(Collected data entries)
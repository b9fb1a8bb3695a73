//! Document model – the static biography that drives every render.
//!
//! Loaded once from JSON and never mutated. Text fields that vary by
//! language are [`Localized`] values; everything else is plain.

use std::collections::BTreeMap;
use std::fs;
use std::path::Path;

use serde::{Deserialize, Deserializer, Serialize};

use crate::error::ModelError;
use crate::i18n::{Blank, Language, Localized, LocalizedList, LocalizedText};

/// Bundled sample résumé, used by the tests and as a template for authors.
pub const SAMPLE_JSON: &str = include_str!("../data/cv.json");

#[derive(Debug, Clone, Serialize, Deserialize)]
pub struct CvDocument {
    pub personal: Personal,
    pub objective: LocalizedText,
    #[serde(default)]
    pub experience: Vec<Experience>,
    #[serde(default)]
    pub education: Vec<Education>,
    #[serde(default)]
    pub certifications: Vec<Certification>,
    #[serde(default)]
    pub projects: Vec<Project>,
    #[serde(default)]
    pub awards: Vec<Award>,
    #[serde(default)]
    pub references: Vec<Reference>,
    #[serde(default)]
    pub skills: Skills,
    /// Per-language overrides for the built-in section headings.
    #[serde(default)]
    pub labels: BTreeMap<String, LocalizedText>,
}

#[derive(Debug, Clone, Serialize, Deserialize)]
pub struct Personal {
    pub name: String,
    pub title: LocalizedText,
    pub location: LocalizedText,
    pub email: String,
    pub phone: String,
    #[serde(default)]
    pub location_url: Option<String>,
    #[serde(default)]
    pub born: Option<LocalizedText>,
    #[serde(default)]
    pub id_number: Option<String>,
    #[serde(default)]
    pub driver_license: Option<LocalizedText>,
    #[serde(default)]
    pub links: Vec<Link>,
    /// Portrait as a base64 `data:` URI.
    #[serde(default)]
    pub photo: Option<String>,
}

#[derive(Debug, Clone, Serialize, Deserialize)]
pub struct Link {
    pub label: String,
    pub url: String,
}

#[derive(Debug, Clone, Serialize, Deserialize)]
pub struct Experience {
    pub title: LocalizedText,
    pub company: String,
    pub location: LocalizedText,
    pub period: String,
    pub achievements: LocalizedList,
}

#[derive(Debug, Clone, Serialize, Deserialize)]
pub struct Education {
    pub degree: LocalizedText,
    pub institution: String,
    #[serde(default)]
    pub location: Option<LocalizedText>,
    #[serde(deserialize_with = "string_or_number")]
    pub year: String,
    #[serde(default, deserialize_with = "opt_string_or_number")]
    pub gpa: Option<String>,
    #[serde(default)]
    pub coursework: Option<LocalizedText>,
}

#[derive(Debug, Clone, Serialize, Deserialize)]
pub struct Certification {
    pub name: String,
    pub issuer: String,
    #[serde(deserialize_with = "string_or_number")]
    pub year: String,
    #[serde(default = "Certification::default_status")]
    pub status: String,
}

impl Certification {
    fn default_status() -> String {
        "Active".to_string()
    }

    pub fn is_active(&self) -> bool {
        self.status.eq_ignore_ascii_case("active")
    }
}

#[derive(Debug, Clone, Serialize, Deserialize)]
pub struct Project {
    pub title: LocalizedText,
    pub description: LocalizedText,
    #[serde(default)]
    pub technologies: Vec<String>,
    pub period: String,
    pub impact: LocalizedText,
}

#[derive(Debug, Clone, Serialize, Deserialize)]
pub struct Award {
    pub title: LocalizedText,
    pub issuer: String,
    #[serde(deserialize_with = "string_or_number")]
    pub year: String,
    pub description: LocalizedText,
}

#[derive(Debug, Clone, Serialize, Deserialize)]
pub struct Reference {
    pub name: String,
    pub position: String,
    pub company: String,
    pub relationship: String,
    pub phone: String,
    pub email: String,
}

#[derive(Debug, Clone, Serialize, Deserialize)]
pub struct Skills {
    pub technical: LocalizedList,
    #[serde(default = "Skills::no_languages")]
    pub languages: Localized<Vec<SpokenLanguage>>,
}

impl Skills {
    fn no_languages() -> Localized<Vec<SpokenLanguage>> {
        Localized::Plain(Vec::new())
    }
}

impl Default for Skills {
    fn default() -> Self {
        Self {
            technical: Localized::Plain(Vec::new()),
            languages: Self::no_languages(),
        }
    }
}

#[derive(Debug, Clone, PartialEq, Serialize, Deserialize)]
pub struct SpokenLanguage {
    pub language: String,
    pub level: String,
}

/// A localized field that resolves to a blank value for some language.
#[derive(Debug, Clone, PartialEq, Eq)]
pub struct LocalizationGap {
    pub field: String,
    pub language: Language,
}

impl CvDocument {
    pub fn from_json(json: &str) -> Result<Self, ModelError> {
        Ok(serde_json::from_str(json)?)
    }

    pub fn load(path: &Path) -> Result<Self, ModelError> {
        let json = fs::read_to_string(path).map_err(|source| ModelError::Io {
            path: path.to_path_buf(),
            source,
        })?;
        let doc = Self::from_json(&json)?;
        for gap in doc.localization_gaps() {
            log::warn!("'{}' is blank for language '{}'", gap.field, gap.language);
        }
        log::info!(
            "Loaded CV for '{}' from '{}'",
            doc.personal.name,
            path.display()
        );
        Ok(doc)
    }

    /// The bundled sample document.
    pub fn sample() -> Result<Self, ModelError> {
        Self::from_json(SAMPLE_JSON)
    }

    /// Every localized field that would render blank for some supported
    /// language even after fallback. Optional fields are checked when present.
    pub fn localization_gaps(&self) -> Vec<LocalizationGap> {
        let mut gaps = Vec::new();
        let p = &self.personal;
        check(&mut gaps, "personal.title", &p.title);
        check(&mut gaps, "personal.location", &p.location);
        if let Some(born) = &p.born {
            check(&mut gaps, "personal.born", born);
        }
        if let Some(license) = &p.driver_license {
            check(&mut gaps, "personal.driver_license", license);
        }
        check(&mut gaps, "objective", &self.objective);
        for (i, e) in self.experience.iter().enumerate() {
            check(&mut gaps, &format!("experience[{i}].title"), &e.title);
            check(&mut gaps, &format!("experience[{i}].location"), &e.location);
            check(&mut gaps, &format!("experience[{i}].achievements"), &e.achievements);
        }
        for (i, e) in self.education.iter().enumerate() {
            check(&mut gaps, &format!("education[{i}].degree"), &e.degree);
            if let Some(location) = &e.location {
                check(&mut gaps, &format!("education[{i}].location"), location);
            }
            if let Some(coursework) = &e.coursework {
                check(&mut gaps, &format!("education[{i}].coursework"), coursework);
            }
        }
        for (i, pr) in self.projects.iter().enumerate() {
            check(&mut gaps, &format!("projects[{i}].title"), &pr.title);
            check(&mut gaps, &format!("projects[{i}].description"), &pr.description);
            check(&mut gaps, &format!("projects[{i}].impact"), &pr.impact);
        }
        for (i, a) in self.awards.iter().enumerate() {
            check(&mut gaps, &format!("awards[{i}].title"), &a.title);
            check(&mut gaps, &format!("awards[{i}].description"), &a.description);
        }
        check(&mut gaps, "skills.technical", &self.skills.technical);
        check(&mut gaps, "skills.languages", &self.skills.languages);
        for (key, label) in &self.labels {
            check(&mut gaps, &format!("labels.{key}"), label);
        }
        gaps
    }
}

fn check<T: Blank>(gaps: &mut Vec<LocalizationGap>, field: &str, value: &Localized<T>) {
    for language in Language::ALL {
        if value.resolve(language).is_blank() {
            gaps.push(LocalizationGap {
                field: field.to_string(),
                language,
            });
        }
    }
}

#[derive(Deserialize)]
#[serde(untagged)]
enum StringOrNumber {
    String(String),
    Number(serde_json::Number),
}

impl From<StringOrNumber> for String {
    fn from(value: StringOrNumber) -> Self {
        match value {
            StringOrNumber::String(s) => s,
            StringOrNumber::Number(n) => n.to_string(),
        }
    }
}

fn string_or_number<'de, D: Deserializer<'de>>(deserializer: D) -> Result<String, D::Error> {
    StringOrNumber::deserialize(deserializer).map(String::from)
}

fn opt_string_or_number<'de, D: Deserializer<'de>>(
    deserializer: D,
) -> Result<Option<String>, D::Error> {
    Ok(Option::<StringOrNumber>::deserialize(deserializer)?.map(String::from))
}

#[cfg(test)]
mod tests {
    use super::*;

    #[test]
    fn sample_document_loads() {
        let doc = CvDocument::sample().unwrap();
        assert!(!doc.personal.name.is_empty());
        assert!(!doc.experience.is_empty());
        assert!(!doc.skills.languages.resolve(Language::En).is_empty());
    }

    #[test]
    fn sample_document_has_no_localization_gaps() {
        let doc = CvDocument::sample().unwrap();
        assert_eq!(doc.localization_gaps(), Vec::new());
    }

    #[test]
    fn numeric_years_are_accepted() {
        let json = r#"{"name": "AWS SAA", "issuer": "Amazon", "year": 2023}"#;
        let cert: Certification = serde_json::from_str(json).unwrap();
        assert_eq!(cert.year, "2023");
        assert!(cert.is_active());
    }

    #[test]
    fn optional_gpa_accepts_numbers() {
        let json = r#"{"degree": "BSc", "institution": "ETH", "year": "2016", "gpa": 3.8}"#;
        let edu: Education = serde_json::from_str(json).unwrap();
        assert_eq!(edu.gpa.as_deref(), Some("3.8"));
        assert!(edu.coursework.is_none());
    }

    #[test]
    fn blank_translation_is_reported() {
        let mut doc = CvDocument::sample().unwrap();
        doc.objective =
            Localized::from_variants([("en", "Build things".to_string()), ("fr", " ".to_string())])
                .unwrap();
        let gaps = doc.localization_gaps();
        assert_eq!(
            gaps,
            vec![LocalizationGap {
                field: "objective".to_string(),
                language: Language::Fr,
            }]
        );
    }

    #[test]
    fn empty_spoken_languages_are_reported() {
        let mut doc = CvDocument::sample().unwrap();
        doc.skills.languages =
            Localized::from_variants([("en", Vec::new()), ("fr", Vec::new())]).unwrap();
        let gaps = doc.localization_gaps();
        assert_eq!(gaps.len(), Language::ALL.len());
        assert!(gaps.iter().all(|g| g.field == "skills.languages"));
    }

    #[test]
    fn missing_file_is_an_io_error() {
        let err = CvDocument::load(Path::new("/nonexistent/cv.json")).unwrap_err();
        assert!(matches!(err, ModelError::Io { .. }));
    }
}
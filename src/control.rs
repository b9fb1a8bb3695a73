//! Control surface – owns the selection, keeps the painted surface in sync
//! with it and runs exports in the background.
//!
//! Everything here lives on one thread. The only concurrency is the export
//! worker, which gets shared read-only handles to the surface and the fonts
//! and hands its result back through its join handle.

use std::fmt;
use std::sync::Arc;
use std::thread::{self, JoinHandle};

use crate::error::{ExportError, Result};
use crate::export::{export_file_name, export_surface, Downloader, ExportedPdf};
use crate::fonts::FontManager;
use crate::i18n::Language;
use crate::model::CvDocument;
use crate::pipeline::{paint, PipelineConfig};
use crate::selection::{Layout, Selection};
use crate::surface::Surface;
use crate::templates::{render, VisualDocument};

/// Message shown to the user whenever an export fails, whatever the cause.
pub const EXPORT_FAILED_MESSAGE: &str = "Error generating PDF. Please try again.";

/// A user interaction.
#[derive(Debug, Clone, Copy, PartialEq, Eq)]
pub enum Action {
    SelectLanguage(Language),
    SelectLayout(Layout),
    Export,
}

/// Outcome of an action, as shown to the user.
#[derive(Debug, Clone, PartialEq, Eq)]
pub enum Notice {
    /// The document was re-rendered for the new selection.
    Rendered(Selection),
    /// Repainting failed; exports are unavailable until the next change.
    RenderFailed(String),
    /// Nothing is painted yet. Not shown to the user.
    CaptureNotReady,
    ExportStarted { file_name: String },
    /// An export is already running.
    ExportBusy,
    Exported { file_name: String, bytes: usize },
    ExportFailed { reason: String },
}

impl Notice {
    /// Whether the notice should be surfaced at all.
    pub fn is_silent(&self) -> bool {
        matches!(self, Notice::CaptureNotReady)
    }
}

impl fmt::Display for Notice {
    fn fmt(&self, f: &mut fmt::Formatter<'_>) -> fmt::Result {
        match self {
            Notice::Rendered(sel) => write!(f, "Showing {} layout in {}", sel.layout, sel.language),
            Notice::RenderFailed(reason) => write!(f, "Rendering failed: {reason}"),
            Notice::CaptureNotReady => Ok(()),
            Notice::ExportStarted { file_name } => write!(f, "Generating {file_name}..."),
            Notice::ExportBusy => f.write_str("A PDF is already being generated."),
            Notice::Exported { file_name, bytes } => {
                write!(f, "Downloaded {file_name} ({bytes} bytes)")
            }
            Notice::ExportFailed { .. } => f.write_str(EXPORT_FAILED_MESSAGE),
        }
    }
}

/// Passed to post-render hooks after every successful repaint.
#[derive(Debug, Clone, Copy)]
pub struct RenderEvent<'a> {
    pub selection: Selection,
    pub surface: &'a Surface,
}

type RenderHook = Box<dyn FnMut(&RenderEvent<'_>)>;

struct PendingExport {
    file_name: String,
    handle: JoinHandle<Result<ExportedPdf>>,
}

pub struct ControlSurface {
    document: CvDocument,
    fonts: Arc<FontManager>,
    config: PipelineConfig,
    selection: Selection,
    visual: Option<VisualDocument>,
    surface: Option<Arc<Surface>>,
    downloader: Box<dyn Downloader>,
    hooks: Vec<RenderHook>,
    pending: Option<PendingExport>,
}

impl ControlSurface {
    pub fn new(
        document: CvDocument,
        fonts: FontManager,
        config: PipelineConfig,
        downloader: Box<dyn Downloader>,
    ) -> Self {
        Self {
            document,
            fonts: Arc::new(fonts),
            config,
            selection: Selection::default(),
            visual: None,
            surface: None,
            downloader,
            hooks: Vec::new(),
            pending: None,
        }
    }

    /// Start from `selection` instead of the default.
    pub fn with_selection(mut self, selection: Selection) -> Self {
        self.selection = selection;
        self
    }

    /// Run `hook` after every repaint, including the first one.
    pub fn on_render(&mut self, hook: impl FnMut(&RenderEvent<'_>) + 'static) {
        self.hooks.push(Box::new(hook));
    }

    /// First paint. Until this runs, exports are ignored.
    pub fn mount(&mut self) -> Notice {
        self.refresh()
    }

    pub fn is_mounted(&self) -> bool {
        self.visual.is_some()
    }

    pub fn selection(&self) -> Selection {
        self.selection
    }

    pub fn document(&self) -> &CvDocument {
        &self.document
    }

    pub fn visual(&self) -> Option<&VisualDocument> {
        self.visual.as_ref()
    }

    pub fn surface(&self) -> Option<&Surface> {
        self.surface.as_deref()
    }

    pub fn is_exporting(&self) -> bool {
        self.pending.is_some()
    }

    pub fn dispatch(&mut self, action: Action) -> Notice {
        match action {
            Action::SelectLanguage(language) => {
                self.selection.language = language;
                self.after_selection_change()
            }
            Action::SelectLayout(layout) => {
                self.selection.layout = layout;
                self.after_selection_change()
            }
            Action::Export => self.start_export(),
        }
    }

    /// Settle the running export if it has finished.
    pub fn poll(&mut self) -> Option<Notice> {
        let finished = self
            .pending
            .as_ref()
            .is_some_and(|p| p.handle.is_finished());
        if finished {
            self.pending.take().map(|p| self.settle(p))
        } else {
            None
        }
    }

    /// Block until the running export settles.
    pub fn wait_for_export(&mut self) -> Option<Notice> {
        self.pending.take().map(|p| self.settle(p))
    }

    fn after_selection_change(&mut self) -> Notice {
        if self.is_mounted() {
            self.refresh()
        } else {
            Notice::Rendered(self.selection)
        }
    }

    fn refresh(&mut self) -> Notice {
        let visual = render(&self.document, &self.selection);
        log::info!(
            "Rendered {} layout in '{}'",
            self.selection.layout,
            self.selection.language
        );
        match paint(&visual, &self.fonts, &self.config) {
            Ok(surface) => {
                let surface = Arc::new(surface);
                let event = RenderEvent {
                    selection: self.selection,
                    surface: &surface,
                };
                for hook in &mut self.hooks {
                    hook(&event);
                }
                self.surface = Some(surface);
                self.visual = Some(visual);
                Notice::Rendered(self.selection)
            }
            Err(e) => {
                log::error!("Repaint failed: {e}");
                self.surface = None;
                self.visual = Some(visual);
                Notice::RenderFailed(e.to_string())
            }
        }
    }

    fn start_export(&mut self) -> Notice {
        let Some(surface) = self.surface.clone() else {
            log::debug!("Export ignored: {}", ExportError::CaptureNotReady);
            return Notice::CaptureNotReady;
        };
        if self.pending.is_some() {
            log::warn!("Export ignored: one is already running");
            return Notice::ExportBusy;
        }

        let file_name = export_file_name(
            &self.document.personal.name,
            self.selection.language,
            self.selection.layout,
        );
        let fonts = Arc::clone(&self.fonts);
        let config = self.config.clone();
        let name = file_name.clone();
        let spawned = thread::Builder::new()
            .name("cv-export".to_string())
            .spawn(move || export_surface(&surface, &fonts, &config, name));

        match spawned {
            Ok(handle) => {
                self.pending = Some(PendingExport {
                    file_name: file_name.clone(),
                    handle,
                });
                Notice::ExportStarted { file_name }
            }
            Err(e) => {
                log::error!("Could not start export worker: {e}");
                Notice::ExportFailed {
                    reason: e.to_string(),
                }
            }
        }
    }

    fn settle(&mut self, pending: PendingExport) -> Notice {
        let result = pending
            .handle
            .join()
            .unwrap_or(Err(ExportError::TaskPanicked));
        let pdf = match result {
            Ok(pdf) => pdf,
            Err(e) => {
                log::error!("Export of '{}' failed: {e}", pending.file_name);
                return Notice::ExportFailed {
                    reason: e.to_string(),
                };
            }
        };
        match self.downloader.deliver(&pdf) {
            Ok(()) => Notice::Exported {
                file_name: pdf.file_name,
                bytes: pdf.bytes.len(),
            },
            Err(e) => {
                log::error!("Delivering '{}' failed: {e}", pdf.file_name);
                Notice::ExportFailed {
                    reason: e.to_string(),
                }
            }
        }
    }
}

#[cfg(test)]
mod tests {
    use super::*;
    use std::cell::RefCell;
    use std::io;
    use std::rc::Rc;

    struct NullDownloader;

    impl Downloader for NullDownloader {
        fn deliver(&mut self, _pdf: &ExportedPdf) -> io::Result<()> {
            Ok(())
        }
    }

    fn control() -> ControlSurface {
        ControlSurface::new(
            CvDocument::sample().unwrap(),
            FontManager::default(),
            PipelineConfig::default(),
            Box::new(NullDownloader),
        )
    }

    #[test]
    fn export_before_mount_is_silent() {
        let mut cs = control();
        let notice = cs.dispatch(Action::Export);
        assert_eq!(notice, Notice::CaptureNotReady);
        assert!(notice.is_silent());
        assert!(!cs.is_exporting());
    }

    #[test]
    fn selection_change_repaints_and_runs_hooks() {
        let seen = Rc::new(RefCell::new(Vec::new()));
        let mut cs = control();
        let log = Rc::clone(&seen);
        cs.on_render(move |ev| log.borrow_mut().push(ev.selection));
        cs.mount();
        cs.dispatch(Action::SelectLanguage(Language::Ar));
        cs.dispatch(Action::SelectLayout(Layout::Compact));

        let seen = seen.borrow();
        assert_eq!(seen.len(), 3);
        assert_eq!(seen[2], Selection::new(Language::Ar, Layout::Compact));
        assert!(cs.visual().unwrap().is_rtl());
        assert!(cs.surface().is_some());
    }

    #[test]
    fn failure_notice_is_generic() {
        let notice = Notice::ExportFailed {
            reason: "rasterization failed: boom".to_string(),
        };
        assert_eq!(notice.to_string(), EXPORT_FAILED_MESSAGE);
    }
}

TASK TO COMPLETE: Whenever the string "SpokenLanguage" turns up in a line of the data, copy that line.

RESPONSE BOX:
    pub languages: Localized<Vec<SpokenLanguage>>,
    fn no_languages() -> Localized<Vec<SpokenLanguage>> {
pub struct SpokenLanguage {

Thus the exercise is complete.